Segment Start: Material for the task

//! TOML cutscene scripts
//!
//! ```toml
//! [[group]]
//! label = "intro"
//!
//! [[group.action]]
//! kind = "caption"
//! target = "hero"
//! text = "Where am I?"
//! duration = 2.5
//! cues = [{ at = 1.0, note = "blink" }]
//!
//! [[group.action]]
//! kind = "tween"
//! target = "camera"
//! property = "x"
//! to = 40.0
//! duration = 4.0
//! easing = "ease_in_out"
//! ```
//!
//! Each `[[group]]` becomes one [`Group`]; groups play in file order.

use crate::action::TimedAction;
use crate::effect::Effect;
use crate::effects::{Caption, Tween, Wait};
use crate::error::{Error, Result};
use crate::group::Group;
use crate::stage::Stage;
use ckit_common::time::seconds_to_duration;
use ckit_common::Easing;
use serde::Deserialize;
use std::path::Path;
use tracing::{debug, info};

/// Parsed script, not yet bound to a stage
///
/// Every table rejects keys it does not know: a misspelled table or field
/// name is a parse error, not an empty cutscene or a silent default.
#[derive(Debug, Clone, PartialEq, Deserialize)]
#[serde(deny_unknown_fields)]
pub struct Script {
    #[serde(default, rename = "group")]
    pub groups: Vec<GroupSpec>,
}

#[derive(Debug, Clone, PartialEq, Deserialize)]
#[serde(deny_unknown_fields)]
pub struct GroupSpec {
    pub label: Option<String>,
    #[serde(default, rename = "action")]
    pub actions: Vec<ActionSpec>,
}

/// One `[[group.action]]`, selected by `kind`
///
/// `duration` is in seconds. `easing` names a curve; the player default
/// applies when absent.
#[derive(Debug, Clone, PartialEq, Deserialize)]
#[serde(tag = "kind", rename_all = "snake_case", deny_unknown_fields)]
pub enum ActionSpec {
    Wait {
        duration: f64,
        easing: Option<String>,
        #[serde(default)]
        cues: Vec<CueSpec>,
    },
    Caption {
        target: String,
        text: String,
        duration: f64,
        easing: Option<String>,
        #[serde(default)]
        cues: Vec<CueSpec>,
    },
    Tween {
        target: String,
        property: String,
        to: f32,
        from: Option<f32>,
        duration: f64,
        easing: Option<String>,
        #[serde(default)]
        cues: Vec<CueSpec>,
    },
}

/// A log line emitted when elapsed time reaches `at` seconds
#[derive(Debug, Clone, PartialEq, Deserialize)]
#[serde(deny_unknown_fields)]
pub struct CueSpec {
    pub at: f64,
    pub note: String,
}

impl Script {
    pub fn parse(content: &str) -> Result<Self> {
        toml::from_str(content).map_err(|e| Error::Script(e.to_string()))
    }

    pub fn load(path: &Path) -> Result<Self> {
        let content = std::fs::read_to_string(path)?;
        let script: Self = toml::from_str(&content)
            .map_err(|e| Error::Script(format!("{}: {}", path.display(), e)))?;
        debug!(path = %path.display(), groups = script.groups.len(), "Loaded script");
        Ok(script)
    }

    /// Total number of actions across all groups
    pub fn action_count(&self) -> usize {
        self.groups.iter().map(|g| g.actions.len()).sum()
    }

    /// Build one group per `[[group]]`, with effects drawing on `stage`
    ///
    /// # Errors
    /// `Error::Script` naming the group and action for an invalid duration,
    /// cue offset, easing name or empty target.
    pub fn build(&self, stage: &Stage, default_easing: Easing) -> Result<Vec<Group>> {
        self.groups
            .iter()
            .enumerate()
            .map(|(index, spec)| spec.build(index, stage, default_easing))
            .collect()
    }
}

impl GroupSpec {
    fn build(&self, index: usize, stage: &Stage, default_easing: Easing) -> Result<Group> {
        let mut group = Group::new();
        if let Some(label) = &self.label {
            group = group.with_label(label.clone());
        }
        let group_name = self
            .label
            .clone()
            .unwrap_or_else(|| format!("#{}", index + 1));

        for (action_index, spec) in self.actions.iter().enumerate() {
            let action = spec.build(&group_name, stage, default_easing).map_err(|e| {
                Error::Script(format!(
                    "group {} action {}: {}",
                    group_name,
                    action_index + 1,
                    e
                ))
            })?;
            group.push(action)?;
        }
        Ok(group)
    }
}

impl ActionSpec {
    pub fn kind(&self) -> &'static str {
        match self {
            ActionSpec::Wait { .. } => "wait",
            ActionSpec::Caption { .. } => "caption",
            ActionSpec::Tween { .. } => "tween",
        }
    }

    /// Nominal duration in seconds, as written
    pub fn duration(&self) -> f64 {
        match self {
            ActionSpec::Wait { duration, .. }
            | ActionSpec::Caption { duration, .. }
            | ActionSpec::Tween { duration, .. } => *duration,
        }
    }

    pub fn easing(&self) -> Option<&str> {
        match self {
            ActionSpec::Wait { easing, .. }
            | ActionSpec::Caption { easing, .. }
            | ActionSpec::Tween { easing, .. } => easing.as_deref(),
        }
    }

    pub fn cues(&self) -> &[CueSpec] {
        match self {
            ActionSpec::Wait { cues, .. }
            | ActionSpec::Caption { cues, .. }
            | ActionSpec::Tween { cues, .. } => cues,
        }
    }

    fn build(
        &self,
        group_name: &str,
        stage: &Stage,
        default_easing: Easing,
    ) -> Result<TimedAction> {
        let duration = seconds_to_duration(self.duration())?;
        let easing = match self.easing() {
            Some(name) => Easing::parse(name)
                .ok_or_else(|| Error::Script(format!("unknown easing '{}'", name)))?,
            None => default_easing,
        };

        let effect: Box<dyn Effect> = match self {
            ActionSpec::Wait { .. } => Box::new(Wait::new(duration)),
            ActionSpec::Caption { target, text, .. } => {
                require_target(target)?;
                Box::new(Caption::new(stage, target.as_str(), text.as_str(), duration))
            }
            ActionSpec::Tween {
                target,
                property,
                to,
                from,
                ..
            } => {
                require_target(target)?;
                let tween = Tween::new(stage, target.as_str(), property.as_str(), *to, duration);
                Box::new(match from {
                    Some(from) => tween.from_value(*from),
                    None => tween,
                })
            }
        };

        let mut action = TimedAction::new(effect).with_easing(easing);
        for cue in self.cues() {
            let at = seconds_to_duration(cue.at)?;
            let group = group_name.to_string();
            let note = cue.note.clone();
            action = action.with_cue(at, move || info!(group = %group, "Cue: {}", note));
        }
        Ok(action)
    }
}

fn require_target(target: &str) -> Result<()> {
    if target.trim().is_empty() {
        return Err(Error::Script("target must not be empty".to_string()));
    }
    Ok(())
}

Segment End: Material for the task

Restate the listing word for word.

//! TOML cutscene scripts
//!
//! ```toml
//! [[group]]
//! label = "intro"
//!
//! [[group.action]]
//! kind = "caption"
//! target = "hero"
//! text = "Where am I?"
//! duration = 2.5
//! cues = [{ at = 1.0, note = "blink" }]
//!
//! [[group.action]]
//! kind = "tween"
//! target = "camera"
//! property = "x"
//! to = 40.0
//! duration = 4.0
//! easing = "ease_in_out"
//! ```
//!
//! Each `[[group]]` becomes one [`Group`]; groups play in file order.

use crate::action::TimedAction;
use crate::effect::Effect;
use crate::effects::{Caption, Tween, Wait};
use crate::error::{Error, Result};
use crate::group::Group;
use crate::stage::Stage;
use ckit_common::time::seconds_to_duration;
use ckit_common::Easing;
use serde::Deserialize;
use std::path::Path;
use tracing::{debug, info};

/// Parsed script, not yet bound to a stage
///
/// Every table rejects keys it does not know: a misspelled table or field
/// name is a parse error, not an empty cutscene or a silent default.
#[derive(Debug, Clone, PartialEq, Deserialize)]
#[serde(deny_unknown_fields)]
pub struct Script {
    #[serde(default, rename = "group")]
    pub groups: Vec<GroupSpec>,
}

#[derive(Debug, Clone, PartialEq, Deserialize)]
#[serde(deny_unknown_fields)]
pub struct GroupSpec {
    pub label: Option<String>,
    #[serde(default, rename = "action")]
    pub actions: Vec<ActionSpec>,
}

/// One `[[group.action]]`, selected by `kind`
///
/// `duration` is in seconds. `easing` names a curve; the player default
/// applies when absent.
#[derive(Debug, Clone, PartialEq, Deserialize)]
#[serde(tag = "kind", rename_all = "snake_case", deny_unknown_fields)]
pub enum ActionSpec {
    Wait {
        duration: f64,
        easing: Option<String>,
        #[serde(default)]
        cues: Vec<CueSpec>,
    },
    Caption {
        target: String,
        text: String,
        duration: f64,
        easing: Option<String>,
        #[serde(default)]
        cues: Vec<CueSpec>,
    },
    Tween {
        target: String,
        property: String,
        to: f32,
        from: Option<f32>,
        duration: f64,
        easing: Option<String>,
        #[serde(default)]
        cues: Vec<CueSpec>,
    },
}

/// A log line emitted when elapsed time reaches `at` seconds
#[derive(Debug, Clone, PartialEq, Deserialize)]
#[serde(deny_unknown_fields)]
pub struct CueSpec {
    pub at: f64,
    pub note: String,
}

impl Script {
    pub fn parse(content: &str) -> Result<Self> {
        toml::from_str(content).map_err(|e| Error::Script(e.to_string()))
    }

    pub fn load(path: &Path) -> Result<Self> {
        let content = std::fs::read_to_string(path)?;
        let script: Self = toml::from_str(&content)
            .map_err(|e| Error::Script(format!("{}: {}", path.display(), e)))?;
        debug!(path = %path.display(), groups = script.groups.len(), "Loaded script");
        Ok(script)
    }

    /// Total number of actions across all groups
    pub fn action_count(&self) -> usize {
        self.groups.iter().map(|g| g.actions.len()).sum()
    }

    /// Build one group per `[[group]]`, with effects drawing on `stage`
    ///
    /// # Errors
    /// `Error::Script` naming the group and action for an invalid duration,
    /// cue offset, easing name or empty target.
    pub fn build(&self, stage: &Stage, default_easing: Easing) -> Result<Vec<Group>> {
        self.groups
            .iter()
            .enumerate()
            .map(|(index, spec)| spec.build(index, stage, default_easing))
            .collect()
    }
}

impl GroupSpec {
    fn build(&self, index: usize, stage: &Stage, default_easing: Easing) -> Result<Group> {
        let mut group = Group::new();
        if let Some(label) = &self.label {
            group = group.with_label(label.clone());
        }
        let group_name = self
            .label
            .clone()
            .unwrap_or_else(|| format!("#{}", index + 1));

        for (action_index, spec) in self.actions.iter().enumerate() {
            let action = spec.build(&group_name, stage, default_easing).map_err(|e| {
                Error::Script(format!(
                    "group {} action {}: {}",
                    group_name,
                    action_index + 1,
                    e
                ))
            })?;
            group.push(action)?;
        }
        Ok(group)
    }
}

impl ActionSpec {
    pub fn kind(&self) -> &'static str {
        match self {
            ActionSpec::Wait { .. } => "wait",
            ActionSpec::Caption { .. } => "caption",
            ActionSpec::Tween { .. } => "tween",
        }
    }

    /// Nominal duration in seconds, as written
    pub fn duration(&self) -> f64 {
        match self {
            ActionSpec::Wait { duration, .. }
            | ActionSpec::Caption { duration, .. }
            | ActionSpec::Tween { duration, .. } => *duration,
        }
    }

    pub fn easing(&self) -> Option<&str> {
        match self {
            ActionSpec::Wait { easing, .. }
            | ActionSpec::Caption { easing, .. }
            | ActionSpec::Tween { easing, .. } => easing.as_deref(),
        }
    }

    pub fn cues(&self) -> &[CueSpec] {
        match self {
            ActionSpec::Wait { cues, .. }
            | ActionSpec::Caption { cues, .. }
            | ActionSpec::Tween { cues, .. } => cues,
        }
    }

    fn build(
        &self,
        group_name: &str,
        stage: &Stage,
        default_easing: Easing,
    ) -> Result<TimedAction> {
        let duration = seconds_to_duration(self.duration())?;
        let easing = match self.easing() {
            Some(name) => Easing::parse(name)
                .ok_or_else(|| Error::Script(format!("unknown easing '{}'", name)))?,
            None => default_easing,
        };

        let effect: Box<dyn Effect> = match self {
            ActionSpec::Wait { .. } => Box::new(Wait::new(duration)),
            ActionSpec::Caption { target, text, .. } => {
                require_target(target)?;
                Box::new(Caption::new(stage, target.as_str(), text.as_str(), duration))
            }
            ActionSpec::Tween {
                target,
                property,
                to,
                from,
                ..
            } => {
                require_target(target)?;
                let tween = Tween::new(stage, target.as_str(), property.as_str(), *to, duration);
                Box::new(match from {
                    Some(from) => tween.from_value(*from),
                    None => tween,
                })
            }
        };

        let mut action = TimedAction::new(effect).with_easing(easing);
        for cue in self.cues() {
            let at = seconds_to_duration(cue.at)?;
            let group = group_name.to_string();
            let note = cue.note.clone();
            action = action.with_cue(at, move || info!(group = %group, "Cue: {}", note));
        }
        Ok(action)
    }
}

fn require_target(target: &str) -> Result<()> {
    if target.trim().is_empty() {
        return Err(Error::Script("target must not be empty".to_string()));
    }
    Ok(())
}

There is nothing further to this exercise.